* **WORK TO BE COMPLETED**:
Below are the records. How many of their lines contain "elements"? Give only the number.

* **AVAILABLE DATA**:

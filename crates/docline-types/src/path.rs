//! Dotted-path addressing over [`Map`] trees.
//!
//! A dotted path such as `address.city` or `tags.1` names a field inside a
//! nested document. Object members are addressed by key and array elements by
//! decimal index.

use crate::error::TypeError;
use crate::value::{Map, Value};

/// Split a dotted path into its segments.
pub fn segments(path: &str) -> impl Iterator<Item = &str> {
    path.split('.')
}

/// Join a parent path and a child segment.
pub fn join(parent: &str, child: &str) -> String {
    if parent.is_empty() {
        child.to_string()
    } else {
        format!("{parent}.{child}")
    }
}

/// Returns `true` if `path` equals `ancestor` or lies beneath it.
pub fn is_within(path: &str, ancestor: &str) -> bool {
    path == ancestor
        || (path.len() > ancestor.len()
            && path.starts_with(ancestor)
            && path.as_bytes()[ancestor.len()] == b'.')
}

/// How a dotted path resolves against a document.
#[derive(Clone, Debug, PartialEq)]
pub enum Resolved<'a> {
    /// The path names an existing value.
    Found(&'a Value),
    /// Nothing exists at the path, and no leaf ancestor blocks it.
    Absent,
    /// The path descends into an array; `array_path` is the outermost array
    /// ancestor and `array` its current value.
    InArray { array_path: String, array: &'a Value },
    /// The path descends through a non-container leaf at `at`.
    Blocked { at: String },
}

/// Resolve `path` against `root`, reporting array and leaf ancestors.
pub fn resolve_path<'a>(root: &'a Map, path: &str) -> Resolved<'a> {
    let parts: Vec<&str> = segments(path).collect();
    let Some((first, rest)) = parts.split_first() else {
        return Resolved::Absent;
    };
    let Some(mut current) = root.get(*first) else {
        return Resolved::Absent;
    };

    let mut walked = first.to_string();
    for part in rest {
        match current {
            Value::Object(map) => match map.get(*part) {
                Some(next) => current = next,
                None => return Resolved::Absent,
            },
            Value::Array(_) => {
                return Resolved::InArray {
                    array_path: walked,
                    array: current,
                };
            }
            Value::Null => return Resolved::Absent,
            _ => return Resolved::Blocked { at: walked },
        }
        walked = join(&walked, part);
    }

    Resolved::Found(current)
}

/// Read the value at `path`, descending into arrays by index.
pub fn get_at_path<'a>(root: &'a Map, path: &str) -> Option<&'a Value> {
    let mut parts = segments(path);
    let mut current = root.get(parts.next()?)?;
    for part in parts {
        current = match current {
            Value::Object(map) => map.get(part)?,
            Value::Array(items) => items.get(part.parse::<usize>().ok()?)?,
            _ => return None,
        };
    }
    Some(current)
}

/// How far past the end of an array a path write may pad with `Null`.
pub const MAX_INDEX_GAP: usize = 1024;

/// Write `value` at `path`, creating intermediate objects on demand.
///
/// A `Null` intermediate is replaced by an empty object. Array intermediates
/// are indexed by decimal segment and padded with `Null` when too short; an
/// index more than [`MAX_INDEX_GAP`] past the end is a
/// [`TypeError::IndexOutOfRange`]. Any other leaf in the way is a
/// [`TypeError::PathConflict`].
pub fn set_at_path(root: &mut Map, path: &str, value: Value) -> Result<(), TypeError> {
    if path.is_empty() {
        return Err(TypeError::EmptyPath);
    }
    let parts: Vec<&str> = segments(path).collect();
    let (first, rest) = (parts[0], &parts[1..]);
    if rest.is_empty() {
        root.insert(first.to_string(), value);
        return Ok(());
    }

    let mut walked = first.to_string();
    let mut current = root
        .entry(first.to_string())
        .or_insert_with(|| Value::Object(Map::new()));

    for (i, part) in rest.iter().enumerate() {
        let is_last = i + 1 == rest.len();
        if current.is_null() {
            *current = Value::Object(Map::new());
        }
        current = match current {
            Value::Object(map) => {
                if is_last {
                    map.insert(part.to_string(), value);
                    return Ok(());
                }
                map.entry(part.to_string())
                    .or_insert_with(|| Value::Object(Map::new()))
            }
            Value::Array(items) => {
                let index = part.parse::<usize>().map_err(|_| TypeError::PathConflict {
                    path: path.to_string(),
                    at: walked.clone(),
                })?;
                if index > items.len().saturating_add(MAX_INDEX_GAP) {
                    return Err(TypeError::IndexOutOfRange {
                        path: path.to_string(),
                        index: part.to_string(),
                        len: items.len(),
                    });
                }
                if items.len() <= index {
                    items.resize(index + 1, Value::Null);
                }
                if is_last {
                    items[index] = value;
                    return Ok(());
                }
                &mut items[index]
            }
            _ => {
                return Err(TypeError::PathConflict {
                    path: path.to_string(),
                    at: walked,
                });
            }
        };
        walked = join(&walked, part);
    }

    Ok(())
}

/// Remove and return the value at `path`. Array elements are not removable.
pub fn remove_at_path(root: &mut Map, path: &str) -> Option<Value> {
    match path.rsplit_once('.') {
        None => root.remove(path),
        Some((parent, leaf)) => {
            let mut parts = segments(parent);
            let mut current = root.get_mut(parts.next()?)?;
            for part in parts {
                current = current.as_object_mut()?.get_mut(part)?;
            }
            current.as_object_mut()?.remove(leaf)
        }
    }
}
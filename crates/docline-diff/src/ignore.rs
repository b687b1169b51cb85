use docline_types::{is_within, remove_at_path, Map};

/// Dotted paths excluded from delta patches.
///
/// An ignored path also covers everything beneath it: ignoring `meta`
/// ignores `meta.editor`.
#[derive(Clone, Debug, Default, PartialEq, Eq)]
pub struct IgnoreSet {
    paths: Vec<String>,
}

impl IgnoreSet {
    pub fn new() -> Self {
        Self::default()
    }

    pub fn is_ignored(&self, path: &str) -> bool {
        self.paths.iter().any(|ignored| is_within(path, ignored))
    }

    /// Remove every ignored path from `map` in place.
    pub fn strip(&self, map: &mut Map) {
        for path in &self.paths {
            remove_at_path(map, path);
        }
    }

    pub fn is_empty(&self) -> bool {
        self.paths.is_empty()
    }

    pub fn iter(&self) -> impl Iterator<Item = &str> {
        self.paths.iter().map(String::as_str)
    }
}

impl<S: Into<String>> FromIterator<S> for IgnoreSet {
    fn from_iter<I: IntoIterator<Item = S>>(iter: I) -> Self {
        let mut paths: Vec<String> = Vec::new();
        for path in iter {
            let path = path.into();
            if !path.is_empty() && !paths.contains(&path) {
                paths.push(path);
            }
        }
        Self { paths }
    }
}
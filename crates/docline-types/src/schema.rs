use serde::{Deserialize, Serialize};

/// Declared field layout of a document type.
///
/// Holds the dotted paths of every declared field, primary key included.
/// Restores use it to give reconstructed values the document's full shape.
#[derive(Clone, Debug, Default, PartialEq, Eq, Serialize, Deserialize)]
pub struct Schema {
    fields: Vec<String>,
}

impl Schema {
    pub fn new<I, S>(fields: I) -> Self
    where
        I: IntoIterator<Item = S>,
        S: Into<String>,
    {
        let mut schema = Self::default();
        for field in fields {
            schema = schema.with_field(field);
        }
        schema
    }

    /// Add a declared field. Duplicates are ignored.
    pub fn with_field(mut self, path: impl Into<String>) -> Self {
        let path = path.into();
        if !self.fields.contains(&path) {
            self.fields.push(path);
        }
        self
    }

    pub fn contains(&self, path: &str) -> bool {
        self.fields.iter().any(|f| f == path)
    }

    /// Declared paths in declaration order.
    pub fn fields(&self) -> impl Iterator<Item = &str> {
        self.fields.iter().map(String::as_str)
    }

    pub fn len(&self) -> usize {
        self.fields.len()
    }

    pub fn is_empty(&self) -> bool {
        self.fields.is_empty()
    }
}
use thiserror::Error;

/// Errors returned by history operations.
///
/// `Configuration`, `Validation` and `Precondition` are raised before any
/// store call, so they never leave a partial effect behind.
#[derive(Debug, Error)]
pub enum HistoryError {
    #[error("configuration error: {0}")]
    Configuration(String),

    #[error("validation error: {0}")]
    Validation(String),

    #[error("precondition failed: {0}")]
    Precondition(String),

    #[error("document error: {0}")]
    Document(#[from] docline_types::TypeError),

    #[error("store error: {0}")]
    Store(#[from] docline_store::StoreError),

    #[error("diff error: {0}")]
    Diff(#[from] docline_diff::DiffError),

    #[error("merge error: {0}")]
    Merge(#[from] docline_merge::MergeError),
}

pub type HistoryResult<T> = Result<T, HistoryError>;
//! Memory system for clara-core
//!
//! Persistent conversation history in SQLite, with automatic importance
//! detection and simple topic grouping.

mod importance;
mod store;
mod types;

pub use importance::importance_score;
pub use store::MemoryStore;
pub use types::{ConversationRecord, ImportantMemory, MemoryStats, SearchHit, Topic};
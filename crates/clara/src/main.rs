//! clara: AI companion main binary
//!
//! Usage:
//!   clara           - Start server mode (HTTP API + web chat page)
//!   clara --cli     - Start interactive CLI mode
//!   clara --help    - Show help

mod cli;

use clara_api::AppState;
use clara_core::{Config, MemoryStore, Orchestrator};
use clara_voice::VoiceInterface;
use std::sync::Arc;
use tracing_subscriber::EnvFilter;

/// Run mode
enum RunMode {
    /// Server mode (HTTP API + web chat page)
    Server,
    /// Interactive CLI mode
    Cli,
    /// Show help
    Help,
    /// Show version
    Version,
}

#[tokio::main]
async fn main() -> anyhow::Result<()> {
    let mode = parse_args();

    match mode {
        RunMode::Help => {
            print_help();
            return Ok(());
        }
        RunMode::Version => {
            println!("clara {}", env!("CARGO_PKG_VERSION"));
            return Ok(());
        }
        _ => {}
    }

    // Load .env file before anything reads the environment
    dotenvy::dotenv().ok();

    tracing_subscriber::fmt()
        .with_env_filter(EnvFilter::from_default_env().add_directive("info".parse()?))
        .init();

    let config = Config::load().map_err(|e| anyhow::anyhow!("Config error: {}", e))?;
    let orchestrator = Arc::new(build_orchestrator(&config)?);

    match mode {
        RunMode::Cli => {
            tracing::info!("Running in CLI mode");
            cli::run_cli(orchestrator).await
        }
        RunMode::Server => run_server(config, orchestrator).await,
        _ => Ok(()),
    }
}

/// Parse command line arguments
fn parse_args() -> RunMode {
    for arg in std::env::args().skip(1) {
        match arg.as_str() {
            "--cli" | "-c" => return RunMode::Cli,
            "--help" | "-h" => return RunMode::Help,
            "--version" | "-v" => return RunMode::Version,
            _ => {}
        }
    }

    RunMode::Server
}

/// Print help message
fn print_help() {
    println!("clara - AI companion with long-term memory");
    println!();
    println!("Usage:");
    println!("  clara           Start server mode (HTTP API + web chat page)");
    println!("  clara --cli     Start interactive CLI mode");
    println!("  clara --help    Show this help message");
    println!("  clara --version Show version");
    println!();
    println!("Configuration is read from ./clara.toml when present, then the environment:");
    println!("  OLLAMA_HOST          Ollama server (default: http://localhost:11434)");
    println!("  OLLAMA_MODEL         Local model (default: dolphin-mistral:7b)");
    println!("  ANTHROPIC_API_KEY    Enables Claude");
    println!("  GOOGLE_API_KEY       Enables Gemini");
    println!("  ELEVENLABS_API_KEY   Enables ElevenLabs TTS");
    println!("  WHISPER_API_KEY      Enables speech recognition (falls back to OPENAI_API_KEY)");
    println!("  CLARA_DB_PATH        Memory database (default: clara_memory.db)");
    println!("  CLARA_HOST           Bind address (default: 0.0.0.0)");
    println!("  CLARA_PORT           HTTP port (default: 5000)");
    println!("  CLARA_API_KEY        Require a bearer key on /api/*");
    println!("  RUST_LOG             Log filter (default: info)");
}

/// Wire backends, memory and voice together
fn build_orchestrator(config: &Config) -> anyhow::Result<Orchestrator> {
    let memory = MemoryStore::new(&config.memory.db_path)
        .map_err(|e| anyhow::anyhow!("Failed to open memory database: {}", e))?;
    let voice = VoiceInterface::from_config(&config.voice)
        .map_err(|e| anyhow::anyhow!("Failed to initialize voice: {}", e))?;

    Orchestrator::new(config, Arc::new(memory), Arc::new(voice))
        .map_err(|e| anyhow::anyhow!("Failed to create orchestrator: {}", e))
}

/// Run server mode
async fn run_server(config: Config, orchestrator: Arc<Orchestrator>) -> anyhow::Result<()> {
    tracing::info!("{}", "=".repeat(50));
    tracing::info!("Starting Clara AI System...");
    tracing::info!("Intellectual Companion & Knowledge Manager");
    tracing::info!("{}", "=".repeat(50));

    orchestrator.log_status().await;

    let display_host = match config.server.host.as_str() {
        "0.0.0.0" | "::" => "localhost",
        host => host,
    };
    tracing::info!("{}", "=".repeat(50));
    tracing::info!("Clara is ready at http://{}:{}", display_host, config.server.port);
    tracing::info!("Press Ctrl+C to exit");
    tracing::info!("{}", "=".repeat(50));

    let state = AppState::new(config, orchestrator);
    clara_api::start_server(state, shutdown_signal()).await?;

    tracing::info!("Shutdown complete");
    Ok(())
}

/// Resolve on Ctrl+C
async fn shutdown_signal() {
    if let Err(e) = tokio::signal::ctrl_c().await {
        tracing::error!("Failed to listen for Ctrl+C: {}", e);
        std::future::pending::<()>().await;
    }
    tracing::info!("Shutting down...");
}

* **THE ANSWER**:
2